Here is a sample of a request from a container not working inside DinD. Note, this is not isolated to the tooling or the repository, I've tried cURL and Node to make the request and cannot even get a response from wget github.com
. I've also tried multiple different containers.
/ # docker run -it node:20 sh
# wget https://github.com/helmfile/helmfile/releases/download/v0.158.1/helmfile_0.158.1_linux_amd64.tar.gz
--2023-12-31 23:46:29-- https://github.com/helmfile/helmfile/releases/download/v0.158.1/helmfile_0.158.1_linux_amd64.tar.gz
Resolving github.com (github.com)... 20.248.137.48
Connecting to github.com (github.com)|20.248.137.48|:443... connected.
It just hangs after this point.
However, if I just run the request after exec'ing into DinD (not inside a container running in it) it works fine.
/ # wget https://github.com/helmfile/helmfile/releases/download/v0.158.1/helmfil
e_0.158.1_linux_amd64.tar.gz
Connecting to github.com (20.248.137.48:443)
Connecting to objects.githubusercontent.com (185.199.109.133:443)
saving to 'helmfile_0.158.1_linux_amd64.tar.gz'
helmfile_0.158.1_lin 100% |********************************| 20.3M 0:00:00 ETA
'helmfile_0.158.1_linux_amd64.tar.gz' saved
My DinD deployment is simple
image:
repository: docker
tag: 24-dind
pullPolicy: IfNotPresent
env:
DOCKER_TLS_CERTDIR: /certs
securityContext:
privileged: true
Here are my nodes
NAME STATUS ROLES AGE VERSION INTERNAL-IP EXTERNAL-IP OS-IMAGE KERNEL-VERSION CONTAINER-RUNTIME
rachel Ready <none> 415d v1.28.3 192.168.1.9 <none> Ubuntu 22.04.3 LTS 5.15.0-91-generic containerd://1.6.15
roy Ready <none> 415d v1.28.3 192.168.1.10 <none> Ubuntu 22.04.3 LTS 5.15.0-91-generic containerd://1.6.15
deckard Ready,SchedulingDisabled <none> 415d v1.28.3 192.168.1.8 <none> Ubuntu 22.04.3 LTS 5.15.0-91-generic containerd://1.6.15
I have tried multiple different versions of DinD and couldn't get it to work.
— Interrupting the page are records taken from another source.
use chrono::Utc;
use uuid::Uuid;

use crate::database::{Database, with_pool};
use crate::dto::athlete::{AthleteFilter, CreateAthleteRequest, UpdateAthleteRequest};
use crate::dto::common::PaginationParams;
use crate::error::{Result, StorageError};
use crate::models::{Athlete, AthleteSummaryRow, AthleteWithRelations, Category, TrainingCenter};

const SELECT_ATHLETE: &str = r#"
    SELECT athlete_id, name, cpf, age, weight, height, sex, created_at,
           category_id, training_center_id
    FROM athletes
    WHERE athlete_id = $1
"#;

const SELECT_WITH_RELATIONS: &str = r#"
    SELECT a.athlete_id, a.name, a.cpf, a.age, a.weight, a.height, a.sex, a.created_at,
           c.name AS category_name,
           t.name AS training_center_name
    FROM athletes a
    JOIN categories c ON c.category_id = a.category_id
    JOIN training_centers t ON t.training_center_id = a.training_center_id
    WHERE a.athlete_id = $1
"#;

// $1 = case-folded name substring, $2 = exact cpf; a NULL parameter disables its filter.
// Folding happens in Rust so both backends agree on non-ASCII names.
const FILTER_CLAUSE: &str = r#"
    WHERE ($1 IS NULL OR a.name_folded LIKE '%' || $1 || '%')
      AND ($2 IS NULL OR a.cpf = $2)
"#;

pub struct AthleteRepository<'a> {
    db: &'a Database,
}

impl<'a> AthleteRepository<'a> {
    pub fn new(db: &'a Database) -> Self {
        Self { db }
    }

    /// List athletes matching `filter`, one page at a time.
    /// Returns the page items and the total number of matches.
    pub async fn list(
        &self,
        filter: &AthleteFilter,
        pagination: &PaginationParams,
    ) -> Result<(Vec<AthleteSummaryRow>, i64)> {
        let count_sql = format!("SELECT COUNT(*) FROM athletes a {FILTER_CLAUSE}");
        let page_sql = format!(
            r#"
            SELECT a.name,
                   c.name AS category_name,
                   t.name AS training_center_name
            FROM athletes a
            LEFT JOIN categories c ON c.category_id = a.category_id
            LEFT JOIN training_centers t ON t.training_center_id = a.training_center_id
            {FILTER_CLAUSE}
            ORDER BY a.name, a.created_at
            LIMIT $3 OFFSET $4
            "#
        );

        let name_pattern = filter.name.as_deref().map(fold_case);

        let (rows, total_items) = with_pool!(self.db, pool => {
            let total_items = sqlx::query_scalar::<_, i64>(&count_sql)
                .bind(&name_pattern)
                .bind(&filter.cpf)
                .fetch_one(pool)
                .await?;

            let rows = sqlx::query_as::<_, AthleteSummaryRow>(&page_sql)
                .bind(&name_pattern)
                .bind(&filter.cpf)
                .bind(pagination.limit())
                .bind(pagination.offset())
                .fetch_all(pool)
                .await?;

            (rows, total_items)
        });

        Ok((rows, total_items))
    }

    /// Find athlete by ID, joined with its category and training center names
    pub async fn find_by_id(&self, id: Uuid) -> Result<AthleteWithRelations> {
        let athlete = with_pool!(self.db, pool => {
            sqlx::query_as::<_, AthleteWithRelations>(SELECT_WITH_RELATIONS)
                .bind(id)
                .fetch_optional(pool)
                .await?
        });

        athlete.ok_or_else(|| not_found(id))
    }

    /// Create a new athlete.
    ///
    /// Category and training center are resolved by exact name inside the same
    /// transaction as the insert. CPF uniqueness is left to the table constraint,
    /// so two concurrent inserts with the same CPF cannot both succeed.
    pub async fn create(&self, req: &CreateAthleteRequest) -> Result<AthleteWithRelations> {
        let athlete_id = Uuid::new_v4();
        let created_at = Utc::now().naive_utc();

        let athlete = with_pool!(self.db, pool => {
            let mut tx = pool.begin().await?;

            let category = sqlx::query_as::<_, Category>(
                "SELECT category_id, name FROM categories WHERE name = $1",
            )
            .bind(&req.category.name)
            .fetch_optional(&mut *tx)
            .await?
            .ok_or_else(|| {
                tracing::warn!(category = %req.category.name, "Unknown category");
                StorageError::ReferenceNotFound("Categoria não encontrada.".to_string())
            })?;

            let training_center = sqlx::query_as::<_, TrainingCenter>(
                "SELECT training_center_id, name FROM training_centers WHERE name = $1",
            )
            .bind(&req.training_center.name)
            .fetch_optional(&mut *tx)
            .await?
            .ok_or_else(|| {
                tracing::warn!(
                    training_center = %req.training_center.name,
                    "Unknown training center"
                );
                StorageError::ReferenceNotFound(
                    "Centro de treinamento não encontrado.".to_string(),
                )
            })?;

            sqlx::query(
                r#"
                INSERT INTO athletes (
                    athlete_id, name, name_folded, cpf, age, weight, height, sex,
                    created_at, category_id, training_center_id
                )
                VALUES ($1, $2, $3, $4, $5, $6, $7, $8, $9, $10, $11)
                "#,
            )
            .bind(athlete_id)
            .bind(&req.name)
            .bind(fold_case(&req.name))
            .bind(&req.cpf)
            .bind(req.age)
            .bind(req.weight)
            .bind(req.height)
            .bind(&req.sex)
            .bind(created_at)
            .bind(category.category_id)
            .bind(training_center.training_center_id)
            .execute(&mut *tx)
            .await
            .map_err(|e| duplicate_cpf(e, &req.cpf))?;

            let athlete = sqlx::query_as::<_, AthleteWithRelations>(SELECT_WITH_RELATIONS)
                .bind(athlete_id)
                .fetch_one(&mut *tx)
                .await?;

            tx.commit().await?;
            athlete
        });

        tracing::info!(%athlete_id, "Athlete created");

        Ok(athlete)
    }

    /// Apply a partial update and return the stored state afterwards
    pub async fn update(
        &self,
        id: Uuid,
        req: &UpdateAthleteRequest,
    ) -> Result<AthleteWithRelations> {
        let athlete = with_pool!(self.db, pool => {
            let mut tx = pool.begin().await?;

            let mut existing = sqlx::query_as::<_, Athlete>(SELECT_ATHLETE)
                .bind(id)
                .fetch_optional(&mut *tx)
                .await?
                .ok_or_else(|| not_found(id))?;

            apply_update(&mut existing, req);

            sqlx::query(
                r#"
                UPDATE athletes
                SET name = $2,
                    name_folded = $3,
                    cpf = $4,
                    age = $5,
                    weight = $6,
                    height = $7,
                    sex = $8
                WHERE athlete_id = $1
                "#,
            )
            .bind(id)
            .bind(&existing.name)
            .bind(fold_case(&existing.name))
            .bind(&existing.cpf)
            .bind(existing.age)
            .bind(existing.weight)
            .bind(existing.height)
            .bind(&existing.sex)
            .execute(&mut *tx)
            .await
            .map_err(|e| duplicate_cpf(e, &existing.cpf))?;

            let athlete = sqlx::query_as::<_, AthleteWithRelations>(SELECT_WITH_RELATIONS)
                .bind(id)
                .fetch_one(&mut *tx)
                .await?;

            tx.commit().await?;
            athlete
        });

        tracing::info!(athlete_id = %id, "Athlete updated");

        Ok(athlete)
    }

    /// Delete an athlete by ID
    pub async fn delete(&self, id: Uuid) -> Result<()> {
        let rows_affected = with_pool!(self.db, pool => {
            sqlx::query("DELETE FROM athletes WHERE athlete_id = $1")
                .bind(id)
                .execute(pool)
                .await?
                .rows_affected()
        });

        if rows_affected == 0 {
            return Err(not_found(id));
        }

        tracing::info!(athlete_id = %id, "Athlete deleted");

        Ok(())
    }
}

/// Overwrite only the fields present in the update.
fn apply_update(athlete: &mut Athlete, req: &UpdateAthleteRequest) {
    if let Some(name) = &req.name {
        athlete.name = name.clone();
    }
    if let Some(cpf) = &req.cpf {
        athlete.cpf = cpf.clone();
    }
    if let Some(age) = req.age {
        athlete.age = age;
    }
    if let Some(weight) = req.weight {
        athlete.weight = weight;
    }
    if let Some(height) = req.height {
        athlete.height = height;
    }
    if let Some(sex) = &req.sex {
        athlete.sex = sex.clone();
    }
}

/// Lowercased form stored next to `name` and used for substring search.
fn fold_case(name: &str) -> String {
    name.to_lowercase()
}

fn not_found(id: Uuid) -> StorageError {
    StorageError::NotFound(format!("Atleta não encontrado no id: {id}"))
}

fn duplicate_cpf(error: sqlx::Error, cpf: &str) -> StorageError {
    StorageError::from(error).on_unique_violation(|| {
        tracing::warn!(cpf, "Duplicate CPF rejected");
        format!("Já existe um atleta cadastrado com o cpf: {cpf}")
    })
}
I tried replicating this in docker on my desktop (docker -> dind -> node:20) and it worked fine. Not sure what else to do here so any help would be greatly appreciated. Thanks
This is the first time I have deployed DinD so I don't have any previous data. I believe I have found the reason for the issue but am unsure how to fix it. I used ksniff to record the packet data of the DinD container during a request.
I think the main thing to look at is the duplicate ClientHello requests, one coming from the node20 container within DinD (which is expected), but also one coming from the DinD container itself (Identified with the kubernetes container IP). I did this request for other sites and can confirm that ALL activity is duplicated (this ranges from dns lookups to application data packets, there is always 2).
There is another problem in that the protocol used in this ClientHello request is TLSv1. All request I did for other sites used TLSv1.3 coming from the same container.
The only conclusion that I can come to is that GitHub is ignoring the ClientHello. This is either when duplicate requests are performed within such a short period of time, or when using TLSv1.
I believe the issue that I'm primarily trying to tackle here is the duplicate requests. I'm unsure where to go from here to try and debug this problem, so any help would be greatly appreciated.
Finally, here is a request that is similar to github content request, but from a different site where it performs successfully. Note, all of the TCP dupes.
Now that #468 is merged and deployed, can you try again? (if it still doesn't work, try with DOCKER_IPTABLES_LEGACY=1
set 👀)
This did not fix the issue. It would be interesting if someone else could run ksniff on their DinD container to see if there are duplicated network calls like on my cluster. It might be a lower level issue (I'm running microk8s)
I figured out the problem. I use Project Calico as my CNI and it uses an MTU of 1440, DinD has a default MTU of 1500. This was discussed here projectcalico/calico#2334. If anyone comes across this in the future to fix this I just added args: ["--mtu=1440"] to the DinD deployment.